Welcome To Shelbyville
Director/Producer/Writer: Kim A. Snyder
Kim A. Snyder is an American filmmaker, a master story-teller, and co-founder of BeCause Foundation, which produces “socially-conscious documentaries”. If there is a common thread to her work it is this: empathy. “I have always been driven to tell stories that hit the emotional core of a given human-experience,” she once said. She openly admits that she uses her documentaries as a way to motivate people to get involved. “Not because they [people] have to, but because the emotional experience of the story compels them to.”

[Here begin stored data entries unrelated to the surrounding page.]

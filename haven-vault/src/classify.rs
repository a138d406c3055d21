//! Which runtime keys need encryption.
//!
//! This is the only place the rule lives; the desktop store, the settings
//! layer and tooling all call [`is_secure_key`].

/// Prefix marking a key as secure.
pub const SECURE_PREFIX: &str = "secure.";

/// Infix marking a key as secure.
pub const SECURE_INFIX: &str = ".secure.";

/// Suffixes marking a key as secure.
pub const SECURE_SUFFIXES: &[&str] = &[".apiKeys", ".passwords"];

/// Returns true if `key` must be stored through the secure cell store.
#[must_use]
pub fn is_secure_key(key: &str) -> bool {
    key.starts_with(SECURE_PREFIX)
        || key.contains(SECURE_INFIX)
        || SECURE_SUFFIXES.iter().any(|suffix| key.ends_with(suffix))
}
//! Software fallback cipher keyed by the machine-bound derived key.

use crate::cipher;
use crate::error::{CryptoError, CryptoResult};
use crate::key::{DerivedKey, FallbackKdfParams, FallbackKeyMaterial, derive_fallback_key};
use std::sync::OnceLock;

/// Symmetric cipher whose key is derived lazily on first use.
///
/// Derivation is slow by construction, so the result (or its failure) is
/// computed once and reused for the process lifetime.
pub struct FallbackCipher {
    material: FallbackKeyMaterial,
    params: FallbackKdfParams,
    key: OnceLock<Result<DerivedKey, String>>,
}

impl FallbackCipher {
    pub fn new(material: FallbackKeyMaterial, params: FallbackKdfParams) -> Self {
        Self {
            material,
            params,
            key: OnceLock::new(),
        }
    }

    fn key(&self) -> CryptoResult<&DerivedKey> {
        self.key
            .get_or_init(|| derive_fallback_key(&self.material, &self.params).map_err(|e| e.to_string()))
            .as_ref()
            .map_err(|e| CryptoError::Unavailable(format!("fallback key: {e}")))
    }

    /// Seals a string with the fallback key.
    pub fn encrypt(&self, plaintext: &str) -> CryptoResult<Vec<u8>> {
        cipher::seal_string(self.key()?, plaintext)
    }

    /// Opens a string sealed with the fallback key.
    pub fn decrypt(&self, data: &[u8]) -> CryptoResult<String> {
        let key = self
            .key()
            .map_err(|e| CryptoError::Decryption(e.to_string()))?;
        cipher::open_string(key, data)
    }
}
//! Per-profile browsing sessions.
//!
//! Each profile owns one isolated partition (cookies, cache, local
//! storage). The store creates it when a profile is created or loaded and
//! destroys it, storage included, when the profile is deleted.

use haven_types::ProfileId;
use haven_vault::create_private_dir;
use std::io;
use std::path::{Path, PathBuf};
use tracing::debug;

/// Creates and tears down browsing-session partitions.
pub trait SessionProvider: Send + Sync {
    /// Ensures the partition for `profile` exists. Idempotent.
    fn create(&self, profile: ProfileId) -> io::Result<()>;

    /// Destroys the partition and everything stored in it.
    fn destroy(&self, profile: ProfileId) -> io::Result<()>;
}

/// Partitions as directories under `<root>/<profile-id>/`.
pub struct DirSessionProvider {
    root: PathBuf,
}

impl DirSessionProvider {
    pub fn new(root: impl Into<PathBuf>) -> Self {
        Self { root: root.into() }
    }

    /// Partition directory for a profile.
    pub fn partition(&self, profile: ProfileId) -> PathBuf {
        self.root.join(profile.to_string())
    }

    pub fn root(&self) -> &Path {
        &self.root
    }
}

impl SessionProvider for DirSessionProvider {
    fn create(&self, profile: ProfileId) -> io::Result<()> {
        let dir = self.partition(profile);
        create_private_dir(&dir)?;
        debug!(profile_id = %profile, path = %dir.display(), "Session partition ready");
        Ok(())
    }

    fn destroy(&self, profile: ProfileId) -> io::Result<()> {
        let dir = self.partition(profile);
        match std::fs::remove_dir_all(&dir) {
            Ok(()) => {
                debug!(profile_id = %profile, "Session partition cleared");
                Ok(())
            }
            Err(e) if e.kind() == io::ErrorKind::NotFound => Ok(()),
            Err(e) => Err(e),
        }
    }
}

#[cfg(test)]
mod tests {
    use super::*;

    #[test]
    fn create_and_destroy_partition() {
        let dir = tempfile::tempdir().unwrap();
        let provider = DirSessionProvider::new(dir.path().join("sessions"));
        let id = ProfileId::new();

        provider.create(id).unwrap();
        std::fs::write(provider.partition(id).join("Cookies"), b"c").unwrap();
        assert!(provider.partition(id).is_dir());

        provider.destroy(id).unwrap();
        assert!(!provider.partition(id).exists());
        // Second destroy is a no-op.
        provider.destroy(id).unwrap();
    }
}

In the beginning, Shelbyville, Tennessee, was a white as cotton. Then the African-Americans came as slaves. Some folks in Shelbyville were not happy with the arrival of people who did not look like them. Some grumbled about the fear that the blacks would tinker with the White Community’s chemistry, whereas others discriminated against blacks and disenfranchised them. Shelbyville, after all, is in the neighbourhood of Pulaski, the birthplace of the Ku Klux Klan, which promoted white supremacy and opposed immigration. After many decades, residents of Shelbyville accepted and got used to the small number of African-Americans. They even elected a Black mayor.
Then the Mexicans came
Whites and blacks were uneasy about the Latinos. There were feelings of bemusement, discomfort, irritation, even hate. Some residents of Shelbyville described the newcomers as dirty and called them aliens. Bigots, indeed, can be stupefyingly simplistic. But after a while, Shelbyville got used to the Mexicans.
Then the Somalis slipped into town
Interestingly, it took two years and a series of stories in the local newspaper, for the Somalis to be noticed. The new refugees had serious barriers such as lack of English proficiency, educational background and familiarity with life in the US. They were mostly working at Tyson Foods chicken plant, and were not interacting, with the town’s residents. But when they did get noticed, all hell broke out. Somalis weren’t only black. They also were Muslims and many of the women dressed differently, covering their heads in scarves and their bodies in long flowing dresses.
In the midst of this quandary, a group of people, some white but mostly Mexicans took upon themselves to welcome the Somalis. The Latinos were once in the same position as the Somalis were. They encouraged Somalis to study English, organize themselves, speak up, and open up to the wider community. There were also some African-American women who stood by the Somalis as they negotiated their way in life in America’s South.